*** RAW DATA Section Begins ***
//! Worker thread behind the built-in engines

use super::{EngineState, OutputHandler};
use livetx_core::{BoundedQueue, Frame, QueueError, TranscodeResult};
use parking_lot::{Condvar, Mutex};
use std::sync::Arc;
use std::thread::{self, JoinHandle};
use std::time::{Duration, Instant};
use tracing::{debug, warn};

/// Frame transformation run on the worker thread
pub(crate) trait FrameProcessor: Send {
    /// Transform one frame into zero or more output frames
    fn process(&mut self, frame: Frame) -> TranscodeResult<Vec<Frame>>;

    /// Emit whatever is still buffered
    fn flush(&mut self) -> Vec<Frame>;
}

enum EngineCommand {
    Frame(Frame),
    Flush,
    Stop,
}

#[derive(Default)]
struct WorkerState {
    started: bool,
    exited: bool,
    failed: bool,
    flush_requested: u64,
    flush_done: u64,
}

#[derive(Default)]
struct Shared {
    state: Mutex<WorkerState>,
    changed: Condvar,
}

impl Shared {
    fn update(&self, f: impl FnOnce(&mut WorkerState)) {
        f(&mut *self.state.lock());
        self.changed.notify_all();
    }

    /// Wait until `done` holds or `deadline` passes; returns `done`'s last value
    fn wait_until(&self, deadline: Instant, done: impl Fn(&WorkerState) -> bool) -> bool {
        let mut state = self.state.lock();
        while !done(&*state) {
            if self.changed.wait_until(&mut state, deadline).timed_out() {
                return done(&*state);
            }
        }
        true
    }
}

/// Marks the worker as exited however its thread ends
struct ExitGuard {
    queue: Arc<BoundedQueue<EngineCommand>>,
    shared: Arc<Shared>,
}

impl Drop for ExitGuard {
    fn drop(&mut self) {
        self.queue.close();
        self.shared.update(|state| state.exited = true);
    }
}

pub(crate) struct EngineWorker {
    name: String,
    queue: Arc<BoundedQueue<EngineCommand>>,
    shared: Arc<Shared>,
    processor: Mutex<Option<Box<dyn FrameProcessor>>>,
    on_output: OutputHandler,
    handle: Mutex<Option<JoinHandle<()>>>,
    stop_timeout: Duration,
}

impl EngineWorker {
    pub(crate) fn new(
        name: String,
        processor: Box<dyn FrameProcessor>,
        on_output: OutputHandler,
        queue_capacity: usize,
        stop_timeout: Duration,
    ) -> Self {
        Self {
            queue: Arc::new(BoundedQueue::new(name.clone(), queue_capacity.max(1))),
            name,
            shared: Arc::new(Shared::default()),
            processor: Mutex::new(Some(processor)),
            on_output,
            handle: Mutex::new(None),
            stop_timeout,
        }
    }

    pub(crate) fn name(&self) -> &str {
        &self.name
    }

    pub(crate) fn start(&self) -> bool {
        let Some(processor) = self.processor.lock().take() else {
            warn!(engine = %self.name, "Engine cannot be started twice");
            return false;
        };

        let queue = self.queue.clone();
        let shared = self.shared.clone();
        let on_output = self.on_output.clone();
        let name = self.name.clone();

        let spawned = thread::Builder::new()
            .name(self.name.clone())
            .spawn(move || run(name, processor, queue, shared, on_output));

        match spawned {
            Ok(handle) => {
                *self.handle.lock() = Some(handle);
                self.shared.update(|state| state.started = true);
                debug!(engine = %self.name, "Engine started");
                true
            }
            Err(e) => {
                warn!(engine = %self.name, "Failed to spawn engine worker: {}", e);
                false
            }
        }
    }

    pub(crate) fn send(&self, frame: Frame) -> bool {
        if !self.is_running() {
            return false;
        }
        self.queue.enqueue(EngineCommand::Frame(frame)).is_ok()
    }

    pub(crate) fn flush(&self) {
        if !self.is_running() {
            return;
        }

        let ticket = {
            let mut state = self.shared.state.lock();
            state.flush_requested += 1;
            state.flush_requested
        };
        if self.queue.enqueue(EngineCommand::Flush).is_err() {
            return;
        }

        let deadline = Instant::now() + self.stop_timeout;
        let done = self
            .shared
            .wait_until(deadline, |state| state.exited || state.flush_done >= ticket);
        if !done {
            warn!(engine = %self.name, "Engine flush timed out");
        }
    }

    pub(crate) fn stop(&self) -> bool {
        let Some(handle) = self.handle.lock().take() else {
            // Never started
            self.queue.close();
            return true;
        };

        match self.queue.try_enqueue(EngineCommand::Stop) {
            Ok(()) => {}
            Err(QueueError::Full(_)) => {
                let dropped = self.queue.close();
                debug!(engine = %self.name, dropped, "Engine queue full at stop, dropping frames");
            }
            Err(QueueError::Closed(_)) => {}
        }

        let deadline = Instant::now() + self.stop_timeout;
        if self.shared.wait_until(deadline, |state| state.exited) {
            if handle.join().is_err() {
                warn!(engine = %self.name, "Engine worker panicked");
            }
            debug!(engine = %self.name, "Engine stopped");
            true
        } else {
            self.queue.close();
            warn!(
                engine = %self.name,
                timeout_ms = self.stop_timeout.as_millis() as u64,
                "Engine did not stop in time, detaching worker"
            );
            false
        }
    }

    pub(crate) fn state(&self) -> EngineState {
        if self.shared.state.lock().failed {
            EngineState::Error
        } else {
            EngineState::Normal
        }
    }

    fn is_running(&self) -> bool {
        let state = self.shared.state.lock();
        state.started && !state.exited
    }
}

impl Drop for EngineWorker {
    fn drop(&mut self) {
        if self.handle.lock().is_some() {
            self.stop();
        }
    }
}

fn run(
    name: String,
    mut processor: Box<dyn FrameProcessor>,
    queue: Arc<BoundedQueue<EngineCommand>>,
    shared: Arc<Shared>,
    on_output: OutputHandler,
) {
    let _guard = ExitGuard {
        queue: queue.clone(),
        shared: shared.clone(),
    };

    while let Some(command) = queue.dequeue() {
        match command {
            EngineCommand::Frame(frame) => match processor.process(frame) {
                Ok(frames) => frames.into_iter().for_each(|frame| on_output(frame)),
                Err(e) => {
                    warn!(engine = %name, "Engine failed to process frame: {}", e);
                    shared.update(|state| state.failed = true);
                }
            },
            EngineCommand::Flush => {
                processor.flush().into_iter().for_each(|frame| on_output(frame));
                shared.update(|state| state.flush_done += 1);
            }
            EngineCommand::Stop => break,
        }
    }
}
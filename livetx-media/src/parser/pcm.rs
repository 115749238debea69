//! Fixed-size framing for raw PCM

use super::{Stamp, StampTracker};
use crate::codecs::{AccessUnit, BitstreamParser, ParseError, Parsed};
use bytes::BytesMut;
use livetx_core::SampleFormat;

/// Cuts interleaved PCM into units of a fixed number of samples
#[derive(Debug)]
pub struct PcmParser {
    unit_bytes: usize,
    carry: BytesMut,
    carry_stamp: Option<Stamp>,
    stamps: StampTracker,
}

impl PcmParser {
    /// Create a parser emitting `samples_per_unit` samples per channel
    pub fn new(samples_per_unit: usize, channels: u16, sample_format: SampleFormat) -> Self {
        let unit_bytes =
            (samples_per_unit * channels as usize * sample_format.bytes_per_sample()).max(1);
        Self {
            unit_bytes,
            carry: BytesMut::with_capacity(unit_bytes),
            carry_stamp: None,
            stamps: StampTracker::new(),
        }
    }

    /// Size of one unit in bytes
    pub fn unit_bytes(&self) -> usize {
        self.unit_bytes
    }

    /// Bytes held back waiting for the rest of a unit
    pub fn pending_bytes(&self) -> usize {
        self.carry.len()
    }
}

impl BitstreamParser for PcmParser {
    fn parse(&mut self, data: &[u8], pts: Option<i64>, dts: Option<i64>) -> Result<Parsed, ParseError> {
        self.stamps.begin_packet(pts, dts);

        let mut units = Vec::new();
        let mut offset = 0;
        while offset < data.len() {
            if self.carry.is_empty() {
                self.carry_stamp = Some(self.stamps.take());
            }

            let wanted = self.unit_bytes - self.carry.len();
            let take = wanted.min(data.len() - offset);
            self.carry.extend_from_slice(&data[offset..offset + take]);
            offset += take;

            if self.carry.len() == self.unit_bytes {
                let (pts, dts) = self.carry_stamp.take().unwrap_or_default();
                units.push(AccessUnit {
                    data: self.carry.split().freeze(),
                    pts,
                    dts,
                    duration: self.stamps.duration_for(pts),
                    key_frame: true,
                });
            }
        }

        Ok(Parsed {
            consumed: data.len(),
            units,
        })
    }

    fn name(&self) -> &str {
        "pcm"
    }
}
*** RAW DATA Section Ends ***
INSTRUCTIONS TO FOLLOW: In the data above, find the line with "self.stamps.begin_packet(pts, dts);" and the line with "if self.carry.len() == self.unit_bytes". Retype both, plus every line between them, exactly.

SOLUTION FOR THIS EXERCISE:
        self.stamps.begin_packet(pts, dts);

        let mut units = Vec::new();
        let mut offset = 0;
        while offset < data.len() {
            if self.carry.is_empty() {
                self.carry_stamp = Some(self.stamps.take());
            }

            let wanted = self.unit_bytes - self.carry.len();
            let take = wanted.min(data.len() - offset);
            self.carry.extend_from_slice(&data[offset..offset + take]);
            offset += take;

            if self.carry.len() == self.unit_bytes {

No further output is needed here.